Many of them were victims of the “false positives” phenomenon, in which members of the military were allegedly provided financial incentives for bringing in – dead or alive (but evidently mostly dead) – members of the ELN or the FARC, under former President Uribe’s strategy of cracking down on the guerilla groups. The result, we learned, was that community leaders, vulnerable people and others believed to be associated with one of the two guerilla groups were killed and then presented as guerillas, often being dressed in “guerilla-type” clothing after the fact. This happened in upwards of 2,400 cases of men who were killed, but perhaps the biggest injustice of all was the inability to prosecute those responsible because they had been extradited to the U.S. for reasons that were unclear to us.
I then visited a prison with two other members of my regional group: a law student from Laval University in Québec City, who was also part of the Canadian delegation, and a Spanish criminal defense lawyer. Unbeknownst to us at the time, we were the only three members of the delegation of 56 who would be permitted to tour a prison; based on what we saw and heard, it is not surprising that the permits for others were denied. I couldn’t help but notice that we were admitted into the prison before a small group of what appeared to be other visitors that had been waiting for some time to enter and, who would likely continue to wait if they were admitted at all.
After submitting our passports to the warden, we were led to a dank room where we were able to interview three prisoners who were members of the guerilla group, ELN. We spent about an hour asking them about the prison conditions, which we were not surprised to hear were quite atrocious. While two of the prisoners were measured in their criticisms, speaking only of their inability to access lawyers and doctors, the third prisoner described in detail some of the very disturbing conditions in which the prisoners live. In particular, he told us about the overcrowding of the prison (it held more than double the amount of prisoners it was built for), lack of sanitation (open sewage overflowed when it rained) and the permeation throughout the prison of old alliances between guerilla groups and paramilitaries (although the inmates were primarily the former).

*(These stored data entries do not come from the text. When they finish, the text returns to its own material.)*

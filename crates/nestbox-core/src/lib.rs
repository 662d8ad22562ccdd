// ABOUTME: Shared types and configuration for nestbox.
// ABOUTME: Defines box geometry, size specs, and config file handling.

pub mod config;
pub mod geometry;
pub mod size;

pub use config::{Config, ConfigError};
pub use geometry::{Orientation, PixelBox, Rect};
pub use size::SizeSpec;
// ABOUTME: Splits a parent's axis span among sibling size specs.
// ABOUTME: Absolute reservations come off the top, relative weights share the rest.

use nestbox_core::SizeSpec;

/// Pixel span for each entry of `specs`, in the same order.
///
/// Absolute children get exactly their declared pixels. Relative children share
/// what is left of `wiggle_room` in proportion to their weights, so the spans sum
/// to `wiggle_room` as long as the reservations fit.
pub fn partition(wiggle_room: f64, specs: &[SizeSpec]) -> Vec<f64> {
    let reserved: f64 = specs
        .iter()
        .map(|spec| match spec {
            SizeSpec::Absolute(px) => f64::from(*px),
            SizeSpec::Relative(_) => 0.0,
        })
        .sum();

    let mut pool = wiggle_room - reserved;
    if pool < 0.0 {
        tracing::warn!(
            wiggle_room,
            reserved,
            "Absolute sizes exceed available space, relative siblings get nothing"
        );
        pool = 0.0;
    }

    let weights: Vec<Option<f64>> = specs
        .iter()
        .map(|spec| match spec {
            SizeSpec::Relative(w) => Some(usable_weight(*w)),
            SizeSpec::Absolute(_) => None,
        })
        .collect();
    let size_sum: f64 = weights.iter().flatten().sum();
    let relative_count = weights.iter().flatten().count();

    specs
        .iter()
        .zip(&weights)
        .map(|(spec, weight)| match (spec, weight) {
            (SizeSpec::Absolute(px), _) => f64::from(*px),
            (_, Some(w)) if size_sum > 0.0 => (w / size_sum) * pool,
            // All weights zero: split evenly
            _ => pool / relative_count as f64,
        })
        .collect()
}

/// Negative and non-finite weights count as zero
fn usable_weight(weight: f64) -> f64 {
    if weight.is_finite() && weight >= 0.0 {
        weight
    } else {
        tracing::warn!(weight, "Ignoring unusable relative weight");
        0.0
    }
}

#[cfg(test)]
mod tests {
    use super::*;

    const R1: SizeSpec = SizeSpec::Relative(1.0);

    #[test]
    fn equal_weights_split_evenly() {
        assert_eq!(partition(100.0, &[R1, R1]), vec![50.0, 50.0]);
    }

    #[test]
    fn weights_are_proportional() {
        assert_eq!(partition(100.0, &[SizeSpec::Relative(3.0), R1]), vec![75.0, 25.0]);
        assert_eq!(
            partition(100.0, &[SizeSpec::Relative(2.0), R1, R1]),
            vec![50.0, 25.0, 25.0]
        );
    }

    #[test]
    fn absolute_reserved_before_relative() {
        assert_eq!(partition(100.0, &[SizeSpec::Absolute(60), R1]), vec![60.0, 40.0]);
        assert_eq!(
            partition(100.0, &[R1, SizeSpec::Absolute(20), SizeSpec::Relative(3.0)]),
            vec![20.0, 20.0, 60.0]
        );
    }

    #[test]
    fn only_absolute_children() {
        assert_eq!(
            partition(100.0, &[SizeSpec::Absolute(30), SizeSpec::Absolute(50)]),
            vec![30.0, 50.0]
        );
    }

    #[test]
    fn zero_weights_share_pool_evenly() {
        let spans = partition(90.0, &[SizeSpec::Relative(0.0), SizeSpec::Absolute(30), SizeSpec::Relative(0.0)]);
        assert_eq!(spans, vec![30.0, 30.0, 30.0]);
    }

    #[test]
    fn nan_weight_counts_as_zero() {
        let spans = partition(100.0, &[SizeSpec::Relative(f64::NAN), R1]);
        assert_eq!(spans, vec![0.0, 100.0]);
    }

    #[test]
    fn overcommitted_reservations_starve_relatives() {
        let spans = partition(100.0, &[SizeSpec::Absolute(120), R1]);
        assert_eq!(spans, vec![120.0, 0.0]);
    }

    #[test]
    fn empty_input() {
        assert!(partition(100.0, &[]).is_empty());
    }
}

Perhaps the most disturbing information we heard, however, was on our way out of the prison, where we were startled to find an individual peering out at us from what appeared to be an entirely enclosed cell, with only a six-inch space running from floor to ceiling in the concrete wall. He was sitting on a plastic chair, in the light that was cast from the space in the wall and said hello as we walked past. When we asked why he was in this place instead of the cell block, he explained to us that his sentence had been completed four months earlier but that no one had been able to facilitate his exit. In other words, he was simply waiting for someone to open the prison door so that he could leave. He went on to explain to us that it was not unusual for inmates in his position to have to pay the prison administration to look at their files in order to discharge them upon completion of their sentences.
We heard many stories about injustices like this from victims, lawyers and they were even corroborated by some of the officials who were responsible for making change in the area of justice. They were so numerous that it was hard to imagine how anyone could practice law in a country where justice was averted so frequently, in so many areas and at so many different levels. I left with a newfound respect for those who worked within the Colombian legal system to try to make change, even where doing so threatened their lives, as was the case with many of the lawyers we met.